Zeugma, kelime anlamı olarak
köprü, kilit demek. İki tane şehri birleştirmek için köprü anlamına
gelen Zeugma Antik kenti kurulmuştur.
2 katlı müzeyi gezmeye başlıyoruz. Çok fazla sayıda eser var
haliyle ama ben sadece birkaç tanesine değineceğim.
Birincisi Mars Heykeli. 1,5 ton ağırlığında ve 1,5 m
boyundadır. Bronz bir heykel ama üzeri siyah. Bir elinde mızrak, bir elinde
başak var. Biri savaşı, diğeri barışı simgeliyor.

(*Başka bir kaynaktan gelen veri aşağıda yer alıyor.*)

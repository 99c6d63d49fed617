//! Event stream emitted by the synchronization engine.
//!
//! Rendering and HUD code subscribe through [`EventController`] with an
//! [`EventFilter`]. Each event carries a set of [`EventKind`] flags so a
//! single occurrence can match several categories (a restart is also a
//! markers-cleared event).
//!
//! The filter is a simple OR mask: an event is delivered when
//! `(event.kinds & filter) != 0`.

use std::sync::mpsc::{Receiver, Sender};
use std::sync::{Arc, Mutex};

use nalgebra::Point3;

use crate::data::characters::CharacterId;
use crate::data::playback::PlaybackMode;

// ─────────────────────────────────────────────────────────────────────────────
// EventKind – bitflags
// ─────────────────────────────────────────────────────────────────────────────

/// Bitflags describing the *categories* an event belongs to.
#[derive(Debug, Clone, Copy, PartialEq, Eq, Hash)]
pub struct EventKind(pub u64);

impl EventKind {
    // ── Visualization ───────────────────────────────────────────────────
    /// Drop a transient marker at the reference character's tracked point.
    pub const MARKER: Self = Self(1 << 0);
    /// All previously emitted markers should be removed.
    pub const MARKERS_CLEARED: Self = Self(1 << 1);

    // ── Collection ──────────────────────────────────────────────────────
    /// A character's clip looped (its cycle counter advanced).
    pub const CYCLE_COMPLETED: Self = Self(1 << 2);
    /// Sync frames were extracted for a character.
    pub const SYNC_FRAMES_READY: Self = Self(1 << 3);
    /// A tracked point could not be found on a character's skeleton.
    pub const LOOKUP_FAILED: Self = Self(1 << 4);

    // ── Playback ────────────────────────────────────────────────────────
    /// The engine switched between collecting and warping.
    pub const MODE_CHANGED: Self = Self(1 << 5);
    /// The synchronized window looped back to zero.
    pub const PLAYBACK_WRAPPED: Self = Self(1 << 6);
    /// `restart()` was applied.
    pub const RESTARTED: Self = Self(1 << 7);
    /// The global time warp multiplier changed.
    pub const TIME_WARP_CHANGED: Self = Self(1 << 8);
    /// A character started or stopped being held still.
    pub const FREEZE_CHANGED: Self = Self(1 << 9);

    /// Wildcard: matches *every* event kind.
    pub const ALL: Self = Self(u64::MAX);

    #[inline]
    pub const fn union(self, other: Self) -> Self {
        Self(self.0 | other.0)
    }

    /// Check whether `self` contains all bits in `other`.
    #[inline]
    pub const fn contains(self, other: Self) -> bool {
        (self.0 & other.0) == other.0
    }

    /// Check whether `self` intersects with `other` (at least one bit in common).
    #[inline]
    pub const fn intersects(self, other: Self) -> bool {
        (self.0 & other.0) != 0
    }

    #[inline]
    pub const fn is_empty(self) -> bool {
        self.0 == 0
    }
}

impl std::ops::BitOr for EventKind {
    type Output = Self;
    #[inline]
    fn bitor(self, rhs: Self) -> Self {
        Self(self.0 | rhs.0)
    }
}

impl std::ops::BitOrAssign for EventKind {
    #[inline]
    fn bitor_assign(&mut self, rhs: Self) {
        self.0 |= rhs.0;
    }
}

impl std::ops::BitAnd for EventKind {
    type Output = Self;
    #[inline]
    fn bitand(self, rhs: Self) -> Self {
        Self(self.0 & rhs.0)
    }
}

impl std::fmt::Display for EventKind {
    fn fmt(&self, f: &mut std::fmt::Formatter<'_>) -> std::fmt::Result {
        if self.is_empty() {
            return write!(f, "EMPTY");
        }
        if *self == EventKind::ALL {
            return write!(f, "ALL");
        }

        let pairs: &[(EventKind, &str)] = &[
            (EventKind::MARKER, "MARKER"),
            (EventKind::MARKERS_CLEARED, "MARKERS_CLEARED"),
            (EventKind::CYCLE_COMPLETED, "CYCLE_COMPLETED"),
            (EventKind::SYNC_FRAMES_READY, "SYNC_FRAMES_READY"),
            (EventKind::LOOKUP_FAILED, "LOOKUP_FAILED"),
            (EventKind::MODE_CHANGED, "MODE_CHANGED"),
            (EventKind::PLAYBACK_WRAPPED, "PLAYBACK_WRAPPED"),
            (EventKind::RESTARTED, "RESTARTED"),
            (EventKind::TIME_WARP_CHANGED, "TIME_WARP_CHANGED"),
            (EventKind::FREEZE_CHANGED, "FREEZE_CHANGED"),
        ];

        let mut names = Vec::new();
        let mut known_bits: u64 = 0;
        for (kind, name) in pairs {
            known_bits |= kind.0;
            if self.contains(*kind) {
                names.push((*name).to_string());
            }
        }

        // Bits that weren't covered by the known list
        let extra = self.0 & !known_bits;
        if extra != 0 {
            names.push(format!("0x{:x}", extra));
        }
        write!(f, "{}", names.join("|"))
    }
}

// ─────────────────────────────────────────────────────────────────────────────
// Metadata – per-event-type payloads
// ─────────────────────────────────────────────────────────────────────────────

/// Where and how to draw a marker.
#[derive(Debug, Clone, PartialEq)]
pub struct MarkerMeta {
    /// Character whose tracked point was sampled (the reference).
    pub character: CharacterId,
    pub position: Point3<f64>,
    /// RGB in `0..=1`.
    pub color: [f32; 3],
}

#[derive(Debug, Clone, PartialEq)]
pub struct CycleMeta {
    pub character: CharacterId,
    pub cycle_count: u32,
    /// Samples held by the character's trajectory store.
    pub sample_count: usize,
}

#[derive(Debug, Clone, PartialEq)]
pub struct SyncFramesMeta {
    pub character: CharacterId,
    pub sync_frames: Vec<f64>,
    /// At least two boundaries, so the character can be warped.
    pub usable: bool,
}

#[derive(Debug, Clone, PartialEq)]
pub struct LookupMeta {
    pub character: CharacterId,
    pub point: String,
}

#[derive(Debug, Clone, Copy, PartialEq)]
pub struct ModeMeta {
    pub from: PlaybackMode,
    pub to: PlaybackMode,
}

#[derive(Debug, Clone, Copy, PartialEq)]
pub struct TimeWarpMeta {
    pub previous: f64,
    pub current: f64,
}

#[derive(Debug, Clone, PartialEq)]
pub struct FreezeMeta {
    pub character: CharacterId,
    pub frozen: bool,
}

// ─────────────────────────────────────────────────────────────────────────────
// SyncEvent – the top-level event type
// ─────────────────────────────────────────────────────────────────────────────

/// An event emitted by the engine during a tick or a control call.
#[derive(Debug, Clone)]
pub struct SyncEvent {
    pub kinds: EventKind,
    /// Engine elapsed time (seconds) when the event was raised.
    pub timestamp: f64,

    pub marker: Option<MarkerMeta>,
    pub cycle: Option<CycleMeta>,
    pub sync_frames: Option<SyncFramesMeta>,
    pub lookup: Option<LookupMeta>,
    pub mode: Option<ModeMeta>,
    pub time_warp: Option<TimeWarpMeta>,
    pub freeze: Option<FreezeMeta>,
}

impl SyncEvent {
    pub fn new(kinds: EventKind, timestamp: f64) -> Self {
        Self {
            kinds,
            timestamp,
            marker: None,
            cycle: None,
            sync_frames: None,
            lookup: None,
            mode: None,
            time_warp: None,
            freeze: None,
        }
    }
}

// ─────────────────────────────────────────────────────────────────────────────
// EventFilter
// ─────────────────────────────────────────────────────────────────────────────

/// Selects which event categories a subscriber receives.
#[derive(Debug, Clone, Copy)]
pub struct EventFilter {
    pub mask: EventKind,
}

impl EventFilter {
    pub const fn all() -> Self {
        Self {
            mask: EventKind::ALL,
        }
    }

    pub const fn only(mask: EventKind) -> Self {
        Self { mask }
    }

    #[inline]
    pub fn matches(&self, event: &SyncEvent) -> bool {
        event.kinds.intersects(self.mask)
    }
}

impl Default for EventFilter {
    fn default() -> Self {
        Self::all()
    }
}

// ─────────────────────────────────────────────────────────────────────────────
// EventController
// ─────────────────────────────────────────────────────────────────────────────

pub(crate) struct Subscriber {
    filter: EventFilter,
    sender: Sender<SyncEvent>,
}

/// Collects and distributes engine events to subscribers.
///
/// Attach a clone to the engine with
/// [`SyncEngine::set_event_controller`](crate::engine::SyncEngine::set_event_controller),
/// then call [`subscribe`](Self::subscribe) to receive events on an `mpsc` channel.
#[derive(Clone)]
pub struct EventController {
    pub(crate) inner: Arc<Mutex<EventCtrlInner>>,
}

pub(crate) struct EventCtrlInner {
    pub(crate) subscribers: Vec<Subscriber>,
    pub(crate) emitted: u64,
}

impl EventController {
    pub fn new() -> Self {
        Self {
            inner: Arc::new(Mutex::new(EventCtrlInner {
                subscribers: Vec::new(),
                emitted: 0,
            })),
        }
    }

    /// Subscribe to events matching the given filter.
    pub fn subscribe(&self, filter: EventFilter) -> Receiver<SyncEvent> {
        let (tx, rx) = std::sync::mpsc::channel();
        if let Ok(mut inner) = self.inner.lock() {
            inner.subscribers.push(Subscriber { filter, sender: tx });
        }
        rx
    }

    pub fn subscribe_all(&self) -> Receiver<SyncEvent> {
        self.subscribe(EventFilter::all())
    }

    /// Deliver an event to every matching subscriber.
    ///
    /// Subscribers whose receiver was dropped are pruned the next time an
    /// event matches them.
    pub fn emit(&self, event: SyncEvent) {
        let Ok(mut inner) = self.inner.lock() else {
            return;
        };
        inner.emitted += 1;
        inner.subscribers.retain(|sub| {
            if sub.filter.matches(&event) {
                sub.sender.send(event.clone()).is_ok()
            } else {
                true
            }
        });
    }

    /// Number of events emitted so far.
    pub fn emitted_count(&self) -> u64 {
        self.inner.lock().map(|i| i.emitted).unwrap_or(0)
    }

    pub fn subscriber_count(&self) -> usize {
        self.inner.lock().map(|i| i.subscribers.len()).unwrap_or(0)
    }
}

impl Default for EventController {
    fn default() -> Self {
        Self::new()
    }
}

// ─────────────────────────────────────────────────────────────────────────────
// Unit tests
// ─────────────────────────────────────────────────────────────────────────────

#[cfg(test)]
mod tests {
    use super::*;

    #[test]
    fn event_kind_union_and_intersection() {
        let combined = EventKind::RESTARTED | EventKind::MARKERS_CLEARED;
        assert!(combined.contains(EventKind::RESTARTED));
        assert!(combined.contains(EventKind::MARKERS_CLEARED));
        assert!(!EventKind::MARKER.intersects(combined));
        assert_eq!(
            EventKind::MARKER.union(EventKind::MODE_CHANGED),
            EventKind::MARKER | EventKind::MODE_CHANGED
        );
    }

    #[test]
    fn filter_routes_by_kind() {
        let ctrl = EventController::new();
        let rx_all = ctrl.subscribe_all();
        let rx_markers = ctrl.subscribe(EventFilter::only(EventKind::MARKER));
        let rx_mode = ctrl.subscribe(EventFilter::only(EventKind::MODE_CHANGED));

        ctrl.emit(SyncEvent::new(EventKind::MARKER, 0.1));

        assert!(rx_all.try_recv().is_ok());
        assert!(rx_markers.try_recv().is_ok());
        assert!(rx_mode.try_recv().is_err());
        assert_eq!(ctrl.emitted_count(), 1);
    }

    #[test]
    fn timestamp_is_preserved() {
        let ctrl = EventController::new();
        let rx = ctrl.subscribe_all();
        ctrl.emit(SyncEvent::new(EventKind::PLAYBACK_WRAPPED, 2.5));
        let evt = rx.try_recv().unwrap();
        assert_eq!(evt.timestamp, 2.5);
    }

    #[test]
    fn dropped_receiver_is_pruned() {
        let ctrl = EventController::new();
        let rx1 = ctrl.subscribe_all();
        let rx2 = ctrl.subscribe_all();
        drop(rx1);

        ctrl.emit(SyncEvent::new(EventKind::MARKER, 0.0));
        assert!(rx2.try_recv().is_ok());
        assert_eq!(ctrl.subscriber_count(), 1);
    }

    #[test]
    fn display_names() {
        assert_eq!(format!("{}", EventKind::MARKER), "MARKER");
        let combo = EventKind::RESTARTED | EventKind::MARKERS_CLEARED;
        assert_eq!(format!("{}", combo), "MARKERS_CLEARED|RESTARTED");
        assert_eq!(format!("{}", EventKind::ALL), "ALL");
        assert!(format!("{}", EventKind(1 << 63)).starts_with("0x"));
    }

    #[test]
    fn event_kinds_do_not_overlap() {
        let all_kinds = [
            EventKind::MARKER,
            EventKind::MARKERS_CLEARED,
            EventKind::CYCLE_COMPLETED,
            EventKind::SYNC_FRAMES_READY,
            EventKind::LOOKUP_FAILED,
            EventKind::MODE_CHANGED,
            EventKind::PLAYBACK_WRAPPED,
            EventKind::RESTARTED,
            EventKind::TIME_WARP_CHANGED,
            EventKind::FREEZE_CHANGED,
        ];
        for (i, a) in all_kinds.iter().enumerate() {
            for (j, b) in all_kinds.iter().enumerate() {
                if i != j {
                    assert!(!a.intersects(*b), "EventKind bits {} and {} overlap", i, j);
                }
            }
        }
    }
}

Nemrut’un Herakles ile el sıkışma sahnesini sembolize eden
eser de burada.
Bazı eserler, bir dönem Amerika’ya kaçırılmış ama sonra geri
alınarak müzeye konmuştur.
Kadınların sahneye çıkmasının yasak olduğu bir dönemde maske
takılı çirkin suratlı mozaik te burada.
Dikkat çeken bir başka eser de Dianysos (şarap tanrısı)
mozaiği. Yamuk yapılmış. Dikkatli bakıldığında farkediliyor. Acemi işi bir eser
yani.
Ve sıra geldi Çingene Kızına. Gaziantep’in simgesi olan ünlü
mozaik, üst katta karanlık, özel bir odada sergileniyor.

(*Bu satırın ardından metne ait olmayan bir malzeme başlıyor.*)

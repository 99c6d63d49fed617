//! Read-only telemetry handed to the HUD between ticks.

use serde::Serialize;

use crate::data::characters::{Character, CharacterId};
use crate::data::playback::PlaybackMode;

/// Per-character view of the last tick.
#[derive(Debug, Clone, PartialEq, Serialize)]
pub struct CharacterTelemetry {
    pub id: CharacterId,
    pub tracked_point: String,
    /// Looped clip time reported by the motion source.
    pub local_time: f64,
    /// Looped clip frame reported by the motion source.
    pub local_frame: i64,
    /// Global time last pushed into the source (warped for non-reference characters).
    pub presented_time: f64,
    pub cycle_count: u32,
    pub sample_count: usize,
    /// `None` until extraction ran.
    pub sync_frame_count: Option<usize>,
    pub frozen: bool,
    pub is_reference: bool,
}

impl CharacterTelemetry {
    pub(crate) fn capture(character: &Character, is_reference: bool) -> Self {
        Self {
            id: character.id.clone(),
            tracked_point: character.tracked_point.clone(),
            local_time: character.source.local_time(),
            local_frame: character.source.local_frame(),
            presented_time: character.presented_time,
            cycle_count: character.store.cycle_count(),
            sample_count: character.store.len(),
            sync_frame_count: character.store.sync_frames().map(|s| s.len()),
            frozen: character.frozen,
            is_reference,
        }
    }
}

#[derive(Debug, Clone, PartialEq, Serialize)]
pub struct PlaybackSnapshot {
    pub mode: PlaybackMode,
    pub elapsed_time: f64,
    pub time_warp: f64,
    pub characters: Vec<CharacterTelemetry>,
}

impl PlaybackSnapshot {
    pub fn character(&self, id: &CharacterId) -> Option<&CharacterTelemetry> {
        self.characters.iter().find(|c| &c.id == id)
    }
}
//! Piecewise-linear time remapping between two sync-frame timelines.
//!
//! The i-th boundary of the source timeline is paired with the i-th boundary
//! of the target timeline; time between two boundaries is mapped linearly.

use thiserror::Error;

#[derive(Error, Debug, Clone, PartialEq)]
pub enum WarpError {
    #[error("need at least 2 sync frames (source has {source_len}, target has {target_len})")]
    TooFewSyncFrames { source_len: usize, target_len: usize },

    #[error("time {time} is outside the source range [{start}, {end}]")]
    OutOfDomain { time: f64, start: f64, end: f64 },

    #[error("bracket {index} has no matching boundary pair in a target of {target_len} sync frames")]
    BracketOutOfRange { index: usize, target_len: usize },
}

/// Index `i` with `frames[i] <= time < frames[i + 1]`.
///
/// `None` when `time` lies outside `[frames[0], frames[last]]` or fewer than
/// two frames exist. `time == frames[last]` maps to the final bracket.
pub fn bracket_index(time: f64, frames: &[f64]) -> Option<usize> {
    if frames.len() < 2 {
        return None;
    }
    let last = frames.len() - 1;
    if !(time >= frames[0] && time <= frames[last]) {
        return None;
    }
    let at_or_below = frames.partition_point(|&f| f <= time);
    Some((at_or_below - 1).min(last - 1))
}

/// Map `time` on the `source` timeline to the equivalent time on `target`.
pub fn warp(time: f64, source: &[f64], target: &[f64]) -> Result<f64, WarpError> {
    if source.len() < 2 || target.len() < 2 {
        return Err(WarpError::TooFewSyncFrames {
            source_len: source.len(),
            target_len: target.len(),
        });
    }
    let i = bracket_index(time, source).ok_or(WarpError::OutOfDomain {
        time,
        start: source[0],
        end: source[source.len() - 1],
    })?;
    if i + 1 >= target.len() {
        return Err(WarpError::BracketOutOfRange {
            index: i,
            target_len: target.len(),
        });
    }

    // control points map exactly
    if time == source[i + 1] {
        return Ok(target[i + 1]);
    }
    let span = source[i + 1] - source[i];
    if span <= 0.0 {
        return Ok(target[i]);
    }
    let ratio = (target[i + 1] - target[i]) / span;
    Ok(target[i] + (time - source[i]) * ratio)
}

/// Total version of [`warp`] used during playback.
///
/// Both timelines are cut to their common length and `time` is clamped into
/// the source range. Returns `None` only when fewer than two common
/// boundaries exist, in which case the caller holds the character still.
pub fn warp_clamped(time: f64, source: &[f64], target: &[f64]) -> Option<f64> {
    let common = source.len().min(target.len());
    if common < 2 {
        return None;
    }
    let source = &source[..common];
    let target = &target[..common];
    let t = if time.is_nan() {
        source[0]
    } else {
        time.clamp(source[0], source[common - 1])
    };
    warp(t, source, target).ok()
}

Mozaik müzesindeki gezimizi tamamladıktan sonra, şehir
merkezindeki gezimize devam ediyoruz. Şehitkamil ve Şahinbey ilçelerini ayıran
Alleben Deresini gördük.
25 Aralık, Antep’in kurtuluşu. Şehirde bir çok yerde
tabelada rastladık bu tarihe. 25 Aralık panorama müzesi var ama daha açılışı
gerçekleşmemiş.
Kale-i Füsun veya Kefen kalesi olarak ta adlandırılan
Gaziantep(Ayıntab) Kalesi de çok yüksek bir noktada görülecek yerler arasında.
3 abide ve 6 mermer sütun içerisine monte edilen levhalarda hem Türkçe hem de Göktürk
yazılarını barındıran Orhun Kitabeleri de kaleye doğru ilerlerken sol
tarafımızda kaldı.
17.yy ‘da Tekke Cami Külliyesi binası içinde kahve ve
kütüphane olarak kullanılan mekanda ( Şu anda Tahmis Kahvesi) sütlü menengiç
kahvesi içmek için durduk ama içerisi çok kalabalıktı, giremedik. Tam
karşısındaki dükkanda da kahve satışı yapılıyor.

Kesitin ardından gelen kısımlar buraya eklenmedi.